Coronary hemodynamic determinants of epicardial artery vasomotor responses during sympathetic stimulation in humans.

Sympathetic stimulation by cold-pressor testing induces a complex interplay between adrenergic receptor stimulation, humoral and local metabolic factors, and alterations in coronary perfusion pressure. Since the endothelium importantly modulates the effect of neurohumoral stimulation, we evaluated the coronary hemodynamic determinants of epicardial artery vasomotor responses to cold-pressor testing in 12 normal patients with intact endothelial function, and in 20 patients with early atherosclerosis, demonstrating a dysfunctional endothelium. Endothelial function was assessed by intracoronary infusion of the endothelium-dependent dilator acetylcholine.

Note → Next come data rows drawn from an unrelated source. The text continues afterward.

//! Raster image objects placed on top of the background.

use super::{InteractionFlags, ShapeId, ShapeStyle, ShapeTrait, rotation_about};
use base64::{Engine, engine::general_purpose::STANDARD};
use kurbo::{Affine, BezPath, Point, Rect, Shape as KurboShape};
use serde::{Deserialize, Serialize};
use uuid::Uuid;

/// Image format for stored image data.
#[derive(Debug, Clone, Copy, PartialEq, Eq, Serialize, Deserialize)]
pub enum ImageFormat {
    Png,
    Jpeg,
    Gif,
    WebP,
}

impl ImageFormat {
    /// Get MIME type for this format.
    pub fn mime_type(&self) -> &'static str {
        match self {
            ImageFormat::Png => "image/png",
            ImageFormat::Jpeg => "image/jpeg",
            ImageFormat::Gif => "image/gif",
            ImageFormat::WebP => "image/webp",
        }
    }

    pub fn from_mime(mime: &str) -> Option<Self> {
        match mime.trim().to_ascii_lowercase().as_str() {
            "image/png" => Some(ImageFormat::Png),
            "image/jpeg" | "image/jpg" => Some(ImageFormat::Jpeg),
            "image/gif" => Some(ImageFormat::Gif),
            "image/webp" => Some(ImageFormat::WebP),
            _ => None,
        }
    }

    /// Detect format from magic bytes.
    pub fn from_magic_bytes(data: &[u8]) -> Option<Self> {
        if data.len() < 4 {
            return None;
        }
        if data.starts_with(&[0x89, 0x50, 0x4E, 0x47]) {
            return Some(ImageFormat::Png);
        }
        if data.starts_with(&[0xFF, 0xD8, 0xFF]) {
            return Some(ImageFormat::Jpeg);
        }
        if data.starts_with(b"GIF8") {
            return Some(ImageFormat::Gif);
        }
        if data.len() >= 12 && &data[0..4] == b"RIFF" && &data[8..12] == b"WEBP" {
            return Some(ImageFormat::WebP);
        }
        None
    }
}

/// An image object that displays a raster image.
#[derive(Debug, Clone, PartialEq, Serialize, Deserialize)]
pub struct Image {
    pub(crate) id: ShapeId,
    /// Top-left corner position.
    pub position: Point,
    /// Display width.
    pub width: f64,
    /// Display height.
    pub height: f64,
    /// Original image width in pixels.
    pub source_width: u32,
    /// Original image height in pixels.
    pub source_height: u32,
    pub format: ImageFormat,
    /// Encoded image bytes, base64 so snapshots stay plain JSON.
    pub data_base64: String,
    #[serde(default)]
    pub rotation: f64,
    /// Stroke is used for an optional border.
    pub style: ShapeStyle,
    #[serde(default)]
    pub flags: InteractionFlags,
}

impl Image {
    pub fn new(
        position: Point,
        data: &[u8],
        source_width: u32,
        source_height: u32,
        format: ImageFormat,
    ) -> Self {
        let mut style = ShapeStyle::default();
        style.stroke_width = 0.0;
        Self {
            id: Uuid::new_v4(),
            position,
            width: source_width as f64,
            height: source_height as f64,
            source_width,
            source_height,
            format,
            data_base64: STANDARD.encode(data),
            rotation: 0.0,
            style,
            flags: InteractionFlags::default(),
        }
    }

    /// Scale the image to fit within max dimensions while preserving aspect ratio.
    pub fn fit_within(mut self, max_width: f64, max_height: f64) -> Self {
        if self.source_width == 0 || self.source_height == 0 {
            return self;
        }
        let aspect = self.source_width as f64 / self.source_height as f64;
        if aspect > max_width / max_height {
            self.width = max_width;
            self.height = max_width / aspect;
        } else {
            self.height = max_height;
            self.width = max_height * aspect;
        }
        self
    }

    /// Get the raw image data (decoded from base64).
    pub fn data(&self) -> Option<Vec<u8>> {
        STANDARD.decode(&self.data_base64).ok()
    }

    /// `data:` URL suitable for an `<img>` source.
    pub fn data_url(&self) -> String {
        format!("data:{};base64,{}", self.format.mime_type(), self.data_base64)
    }

    pub fn as_rect(&self) -> Rect {
        Rect::new(
            self.position.x,
            self.position.y,
            self.position.x + self.width,
            self.position.y + self.height,
        )
    }

    fn rotation_transform(&self) -> Affine {
        rotation_about(self.as_rect().center(), self.rotation)
    }
}

impl ShapeTrait for Image {
    fn id(&self) -> ShapeId {
        self.id
    }

    fn bounds(&self) -> Rect {
        if self.rotation == 0.0 {
            self.as_rect()
        } else {
            self.to_path().bounding_box()
        }
    }

    fn hit_test(&self, point: Point, tolerance: f64) -> bool {
        let local = self.rotation_transform().inverse() * point;
        self.as_rect().inflate(tolerance, tolerance).contains(local)
    }

    fn to_path(&self) -> BezPath {
        let path = self.as_rect().to_path(0.1);
        if self.rotation == 0.0 {
            path
        } else {
            self.rotation_transform() * path
        }
    }

    fn style(&self) -> &ShapeStyle {
        &self.style
    }

    fn style_mut(&mut self) -> &mut ShapeStyle {
        &mut self.style
    }

    fn transform(&mut self, affine: Affine) {
        self.position = affine * self.position;
        let scale = affine.as_coeffs();
        self.width *= scale[0].abs();
        self.height *= scale[3].abs();
    }
}
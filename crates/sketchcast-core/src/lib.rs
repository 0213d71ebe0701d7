//! SketchCast Core Library
//!
//! Platform-agnostic scene graph, history, tools and live-streaming session logic
//! for the SketchCast canvas.

pub mod api;
pub mod background;
pub mod canvas;
pub mod context_menu;
pub mod history;
pub mod refresh;
pub mod scene;
pub mod session;
pub mod shapes;
pub mod status;
pub mod stream;
pub mod tools;
pub mod transport;
pub mod upload;

pub use api::{ApiConfig, ApiError, CreatedStream, PromptParams, StreamApi};
pub use background::{BackgroundLayer, BackgroundPolicy, BitmapSource};
pub use canvas::{Canvas, CanvasConfig};
pub use context_menu::{ContextMenuController, MenuAction};
pub use history::{History, HistoryManager};
pub use refresh::PeriodicRefresh;
pub use scene::{SceneDocument, SceneEvent, SceneGraph, SceneObserver};
pub use session::{AppSession, CredentialStore, UserIdentity, Workspace};
pub use status::{StatusMonitor, StreamStatus, is_live};
pub use stream::{StreamConfig, StreamError, StreamState, WhipSession};
pub use tools::{DrawingModeController, ToolKind};
pub use transport::{BoxFuture, HttpRequest, HttpResponse, HttpTransport, TransportError};
pub use upload::{MAX_UPLOAD_BYTES, UploadError, validate_upload};
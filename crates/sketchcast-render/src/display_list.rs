//! Backend-neutral display list built from a canvas.

use crate::renderer::{RenderContext, RenderResult, Renderer};
use kurbo::{Affine, BezPath, Point, Rect, Shape as KurboShape, Size};
use peniko::Color;
use sketchcast_core::shapes::{
    CompositeMode, Freehand, Image, Shape, ShapeId, ShapeStyle, StrokeCap, StrokeJoin, Text,
};

/// Dash used for the selection outline.
const SELECTION_DASH: [f64; 2] = [6.0, 4.0];
/// Gap between an object and its selection outline.
const SELECTION_MARGIN: f64 = 4.0;

#[derive(Debug, Clone, PartialEq)]
pub struct StrokeStyle {
    pub color: Color,
    pub width: f64,
    pub cap: StrokeCap,
    pub join: StrokeJoin,
    pub dash: Vec<f64>,
}

impl StrokeStyle {
    fn solid(color: Color, width: f64) -> Self {
        Self {
            color,
            width,
            cap: StrokeCap::Butt,
            join: StrokeJoin::Miter,
            dash: Vec::new(),
        }
    }
}

#[derive(Debug, Clone, PartialEq)]
pub struct TextLayout {
    /// Top-left of the first line's box, before `transform`.
    pub origin: Point,
    pub lines: Vec<String>,
    pub font: String,
    pub line_height: f64,
    pub color: Color,
    /// Padded box drawn behind the text.
    pub backdrop: Option<(Rect, Color)>,
}

/// One drawing operation, in surface coordinates.
#[derive(Debug, Clone, PartialEq)]
pub enum DrawCommand {
    Clear { size: Size, color: Color },
    Background { data_url: String, rect: Rect },
    Path {
        path: BezPath,
        fill: Option<Color>,
        stroke: Option<StrokeStyle>,
        composite: CompositeMode,
        opacity: f64,
    },
    Text {
        layout: TextLayout,
        transform: Affine,
        opacity: f64,
    },
    Image {
        id: ShapeId,
        data_url: String,
        rect: Rect,
        transform: Affine,
        opacity: f64,
    },
}

/// Commands for one frame.
///
/// `surface` is what the capture stream sees. `overlay` holds editing chrome
/// (selection outline, in-progress stroke) drawn on a layer above it.
#[derive(Debug, Clone, Default, PartialEq)]
pub struct DisplayList {
    pub surface: Vec<DrawCommand>,
    pub overlay: Vec<DrawCommand>,
}

impl DisplayList {
    pub fn build(ctx: &RenderContext) -> Self {
        let scene = ctx.canvas.scene();
        let document = scene.document();
        let size = document.surface_size();
        let mut list = DisplayList::default();

        list.surface.push(DrawCommand::Clear {
            size,
            color: ctx.background_color,
        });
        if let Some(background) = &document.background {
            list.surface.push(DrawCommand::Background {
                data_url: background.data_url(),
                rect: Rect::from_origin_size(Point::ZERO, size),
            });
        }
        for shape in scene.objects() {
            if ctx.editing_shape_id == Some(shape.id()) {
                continue;
            }
            list.surface.push(shape_command(shape));
        }

        if ctx.overlay {
            if let Some(stroke) = ctx.canvas.drawing().active_stroke() {
                list.overlay.push(freehand_command(stroke));
            }
            if let Some(bounds) = scene.selected_bounds() {
                let mut outline = StrokeStyle::solid(ctx.selection_color, 1.5);
                outline.dash = SELECTION_DASH.to_vec();
                list.overlay.push(DrawCommand::Path {
                    path: bounds.inflate(SELECTION_MARGIN, SELECTION_MARGIN).to_path(0.1),
                    fill: None,
                    stroke: Some(outline),
                    composite: CompositeMode::SourceOver,
                    opacity: 1.0,
                });
            }
        }
        list
    }

    pub fn len(&self) -> usize {
        self.surface.len() + self.overlay.len()
    }

    pub fn is_empty(&self) -> bool {
        self.len() == 0
    }
}

fn shape_command(shape: &Shape) -> DrawCommand {
    match shape {
        Shape::Freehand(stroke) => freehand_command(stroke),
        Shape::Text(text) => text_command(text),
        Shape::Image(image) => image_command(shape.id(), image),
        other => path_command(other.to_path(), other.style()),
    }
}

fn path_command(path: BezPath, style: &ShapeStyle) -> DrawCommand {
    let stroke = (style.stroke_width > 0.0)
        .then(|| StrokeStyle::solid(style.stroke_color.into(), style.stroke_width));
    DrawCommand::Path {
        path,
        fill: style.fill_color.map(Color::from),
        stroke,
        composite: CompositeMode::SourceOver,
        opacity: style.opacity,
    }
}

fn freehand_command(stroke: &Freehand) -> DrawCommand {
    let mut path = BezPath::new();
    if let Some((first, rest)) = stroke.points.split_first() {
        path.move_to(*first);
        if rest.is_empty() {
            // A click without movement still leaves a dot.
            path.line_to(*first);
        }
        for p in rest {
            path.line_to(*p);
        }
    }
    DrawCommand::Path {
        path,
        fill: None,
        stroke: Some(StrokeStyle {
            color: stroke.style.stroke_color.into(),
            width: stroke.style.stroke_width,
            cap: stroke.line_cap,
            join: stroke.line_join,
            dash: Vec::new(),
        }),
        composite: stroke.composite,
        opacity: stroke.style.opacity,
    }
}

fn text_command(text: &Text) -> DrawCommand {
    let frame = text.box_rect();
    let transform = Affine::rotate_about(text.rotation, frame.center());
    DrawCommand::Text {
        layout: TextLayout {
            origin: Point::new(frame.x0 + text.padding, frame.y0 + text.padding),
            lines: text.content.lines().map(str::to_string).collect(),
            font: format!("{}px {}", text.font_size, text.font_family),
            line_height: text.font_size * 1.2,
            color: text.color().into(),
            backdrop: text.background.map(|bg| (frame, bg.into())),
        },
        transform,
        opacity: text.style.opacity,
    }
}

fn image_command(id: ShapeId, image: &Image) -> DrawCommand {
    let rect = image.as_rect();
    DrawCommand::Image {
        id,
        data_url: image.data_url(),
        rect,
        transform: Affine::rotate_about(image.rotation, rect.center()),
        opacity: image.style.opacity,
    }
}

/// Renderer that keeps the last built display list; platform renderers replay it.
#[derive(Debug, Default)]
pub struct DisplayListRenderer {
    last: DisplayList,
}

impl DisplayListRenderer {
    pub fn new() -> Self {
        Self::default()
    }

    pub fn display_list(&self) -> &DisplayList {
        &self.last
    }

    pub fn take(&mut self) -> DisplayList {
        std::mem::take(&mut self.last)
    }
}

impl Renderer for DisplayListRenderer {
    fn build_scene(&mut self, ctx: &RenderContext) -> RenderResult<()> {
        self.last = DisplayList::build(ctx);
        Ok(())
    }
}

Vasomotor responses were examined by quantitative coronary angiography and continuous intracoronary flow velocity measurements using a Doppler catheter. All coronary artery segments demonstrating a dilator response to intracoronary acetylcholine also vasodilated in response to cold-pressor testing by 19.7 +/- 8.2% (mean +/- 1 SD). In contrast, all arteries with evidence of atherosclerosis demonstrated a vasoconstrictor response during cold pressor testing with an area reduction by 18.4 +/- 7.5%. The systemic hemodynamic variables heart rate and mean aortic pressure increased by comparable amounts in both groups of patients during cold pressor testing, indicating comparable increases in myocardial workloads. There was a significant positive relation between increases in blood flow and changes in arterial luminal area. Increases in blood flow were closely related to increases in mean aortic pressure in normal epicardial vessels, but this relation was blunted in vessels with a dysfunctional endothelium. Estimated shear stress changes within the epicardial conductance vessels were significantly lower in normal compared to atherosclerotic arteries. Thus, the increase in coronary blood flow is an important hemodynamic determinant of epicardial artery dilation in normal arteries during cold pressor testing. On the other hand, the vasodilator response limits increases in shear stress for a given increase in blood flow. In contrast, the failure of atherosclerotic arteries to dilate, despite increased myocardial demands, exaggerates increases in local shear stress in relation to changes in flow.